In flight
The season of migration is upon us. Some of it we see right in front of our eyes and some of it goes unnoticed. I’ve been reading Helen Macdonald’s book Vesper Flights. She opens our eyes to the unseen flights of birds and other creatures. These are magical essays predominantly about nature. Macdonald is an expert writer on nature and you may have read her best-selling book — H is for Hawk.
Helen is also a poet. She shows us many aspects of nature which will move us beyond the boundaries of our present lives. In the essay called “High Rise,” we venture into the city of New York to climb the Empire State Building. There Helen meets Andrew Farnsworth who is a researcher at Cornell Laboratory of Ornithology. Twice a year high above the city there is the seasonal flight in the night of thousands of migrating birds. As a former NYer for many years, this astonishes me.
Picking up the story, high above New York City atop of the Empire State Building, Helen Macdonald writes:
“We stare out into the dark, willing life into view. Minutes pass. Farnsworth points. ‘There!’ he says. High above us is a suspicion of movement, right at the edge of vision where the sky dissolves in dusty chaos. I swing my binoculars up to my eyes. Three pale pairs of beating wings, flying north-north-east in close formation. Black-crowned night herons. I’ve only ever seen them hunched on branches or crouched low by lakes and ponds, and it’s astounding to see them wrenched so far from their familiar context. I wonder how high they are. ‘Those are pretty large,’ Farnsworth says. ‘When you look up into the light, everything looks bigger than it is, and closer than it is.’ He estimates that the herons are about three hundred feet above us, so they’re about one and a half thousand feet above ground level. We watch them vanish into darkness.” Helen Macdonald,Vesper Flights
Can you imagine this? These same birds –warblers, grosbeaks, songbirds, herons, swallows and others earlier flew from ponds and swamps in New Jersey making their journey to the top of the Empire State building and onward northward to migrate. Where they make their home involves two phenomena: nests and food.

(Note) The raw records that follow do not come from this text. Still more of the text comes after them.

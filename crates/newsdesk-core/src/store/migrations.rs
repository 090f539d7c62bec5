//! Schema migrations for the local document store
//!
//! Applied migrations are recorded by name in `schema_migrations`. Each
//! pending migration runs in its own transaction together with its record.

use crate::error::Result;
use rusqlite::Connection;
use std::collections::HashSet;
use tracing::{debug, info};

struct Migration {
    name: &'static str,
    sql: &'static str,
}

const MIGRATIONS: &[Migration] = &[Migration {
    name: "001_documents",
    // `seq` keeps insertion order for listings.
    sql: r#"
        CREATE TABLE IF NOT EXISTS documents (
            seq INTEGER PRIMARY KEY AUTOINCREMENT,
            collection TEXT NOT NULL,
            id TEXT NOT NULL,
            fields TEXT NOT NULL,
            stored_at TEXT NOT NULL,
            UNIQUE (collection, id)
        );
        CREATE INDEX IF NOT EXISTS idx_documents_collection ON documents(collection, seq);
    "#,
}];

/// Bring the schema up to date
pub fn run_migrations(conn: &Connection) -> Result<()> {
    conn.execute_batch(
        "CREATE TABLE IF NOT EXISTS schema_migrations (
            name TEXT PRIMARY KEY,
            applied_at TEXT NOT NULL DEFAULT CURRENT_TIMESTAMP
        );",
    )?;

    let applied = applied_names(conn)?;
    let pending: Vec<&Migration> = MIGRATIONS
        .iter()
        .filter(|m| !applied.contains(m.name))
        .collect();

    if pending.is_empty() {
        debug!("Schema is current ({} migrations)", applied.len());
        return Ok(());
    }

    for migration in pending {
        let tx = conn.unchecked_transaction()?;
        tx.execute_batch(migration.sql)?;
        tx.execute(
            "INSERT INTO schema_migrations (name) VALUES (?1)",
            [migration.name],
        )?;
        tx.commit()?;
        info!("Applied migration {}", migration.name);
    }
    Ok(())
}

fn applied_names(conn: &Connection) -> Result<HashSet<String>> {
    let mut stmt = conn.prepare("SELECT name FROM schema_migrations")?;
    let names = stmt
        .query_map([], |row| row.get::<_, String>(0))?
        .collect::<rusqlite::Result<HashSet<_>>>()?;
    Ok(names)
}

I’m just back from a bike ride and I saw a blue heron standing at the edge of a lake and a beautiful white egret poised elegantly. I asked: “When will you make your journey north? Or will you stay in our milder winters?” I ponder about all birds and then my mind turns to people in flight. Doesn’t everyone have the same basic need and desire to find a place that will receive them, a place to build a life, a family, to work and satisfy the hopes of a “nest and food.” We share this with all animals and yet we struggle all over the world to make provisions for this basic need so dramatically played out in nature.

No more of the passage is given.